Start of Block

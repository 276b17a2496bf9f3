use axum::{
    extract::{Path, Query},
    http::StatusCode,
    response::{IntoResponse, Json},
};
use uuid::Uuid;

use crate::{
    dto::user_dto::{UserDto, UserSearchQuery},
    error::{Error, Result},
    extract::{RequestScope, ValidatedJson},
    models::{Entity, User},
};

#[utoipa::path(
    get,
    path = "/api/users",
    responses(
        (status = 200, description = "All users", body = [UserDto]),
        (status = 401, description = "Missing or invalid token")
    )
)]
#[axum::debug_handler(state = crate::AppState)]
pub async fn list_users(scope: RequestScope) -> Result<impl IntoResponse> {
    Ok(Json(scope.users().get_all().await?))
}

#[utoipa::path(
    get,
    path = "/api/users/active",
    responses((status = 200, description = "Active users by name", body = [UserDto]))
)]
#[axum::debug_handler(state = crate::AppState)]
pub async fn list_active_users(scope: RequestScope) -> Result<impl IntoResponse> {
    Ok(Json(scope.users().get_active_users().await?))
}

#[utoipa::path(
    get,
    path = "/api/users/search",
    params(("q" = String, Query, description = "Matches first name, last name or email")),
    responses(
        (status = 200, description = "Matching users", body = [UserDto]),
        (status = 400, description = "Empty search term")
    )
)]
#[axum::debug_handler(state = crate::AppState)]
pub async fn search_users(
    scope: RequestScope,
    Query(query): Query<UserSearchQuery>,
) -> Result<impl IntoResponse> {
    let term = query.q.unwrap_or_default();
    Ok(Json(scope.users().search_users(&term).await?))
}

#[utoipa::path(
    get,
    path = "/api/users/{id}",
    params(("id" = Uuid, Path, description = "User ID")),
    responses(
        (status = 200, description = "User", body = UserDto),
        (status = 404, description = "User not found")
    )
)]
#[axum::debug_handler(state = crate::AppState)]
pub async fn get_user(scope: RequestScope, Path(id): Path<Uuid>) -> Result<impl IntoResponse> {
    let user = scope
        .users()
        .get_by_id(id)
        .await?
        .ok_or_else(|| Error::not_found(User::NAME, id))?;
    Ok(Json(user))
}

#[utoipa::path(
    put,
    path = "/api/users/{id}",
    params(("id" = Uuid, Path, description = "User ID")),
    request_body = UserDto,
    responses(
        (status = 200, description = "User updated", body = UserDto),
        (status = 400, description = "Invalid payload or email taken"),
        (status = 404, description = "User not found")
    )
)]
#[axum::debug_handler(state = crate::AppState)]
pub async fn update_user(
    scope: RequestScope,
    Path(id): Path<Uuid>,
    ValidatedJson(mut payload): ValidatedJson<UserDto>,
) -> Result<impl IntoResponse> {
    payload.id = id;
    Ok(Json(scope.users().update(&payload).await?))
}

#[utoipa::path(
    delete,
    path = "/api/users/{id}",
    params(("id" = Uuid, Path, description = "User ID")),
    responses(
        (status = 204, description = "User soft deleted"),
        (status = 404, description = "User not found")
    )
)]
#[axum::debug_handler(state = crate::AppState)]
pub async fn delete_user(scope: RequestScope, Path(id): Path<Uuid>) -> Result<impl IntoResponse> {
    scope.users().delete(id).await?;
    Ok(StatusCode::NO_CONTENT)
}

End of Block

§ **What you have to do**: Go to the line containing "let term = query.q.unwrap_or_default();" in the listing. Print it and every line through the last one, exactly and with nothing more.

§ **Task output**:
    let term = query.q.unwrap_or_default();
    Ok(Json(scope.users().search_users(&term).await?))
}

#[utoipa::path(
    get,
    path = "/api/users/{id}",
    params(("id" = Uuid, Path, description = "User ID")),
    responses(
        (status = 200, description = "User", body = UserDto),
        (status = 404, description = "User not found")
    )
)]
#[axum::debug_handler(state = crate::AppState)]
pub async fn get_user(scope: RequestScope, Path(id): Path<Uuid>) -> Result<impl IntoResponse> {
    let user = scope
        .users()
        .get_by_id(id)
        .await?
        .ok_or_else(|| Error::not_found(User::NAME, id))?;
    Ok(Json(user))
}

#[utoipa::path(
    put,
    path = "/api/users/{id}",
    params(("id" = Uuid, Path, description = "User ID")),
    request_body = UserDto,
    responses(
        (status = 200, description = "User updated", body = UserDto),
        (status = 400, description = "Invalid payload or email taken"),
        (status = 404, description = "User not found")
    )
)]
#[axum::debug_handler(state = crate::AppState)]
pub async fn update_user(
    scope: RequestScope,
    Path(id): Path<Uuid>,
    ValidatedJson(mut payload): ValidatedJson<UserDto>,
) -> Result<impl IntoResponse> {
    payload.id = id;
    Ok(Json(scope.users().update(&payload).await?))
}

#[utoipa::path(
    delete,
    path = "/api/users/{id}",
    params(("id" = Uuid, Path, description = "User ID")),
    responses(
        (status = 204, description = "User soft deleted"),
        (status = 404, description = "User not found")
    )
)]
#[axum::debug_handler(state = crate::AppState)]
pub async fn delete_user(scope: RequestScope, Path(id): Path<Uuid>) -> Result<impl IntoResponse> {
    scope.users().delete(id).await?;
    Ok(StatusCode::NO_CONTENT)
}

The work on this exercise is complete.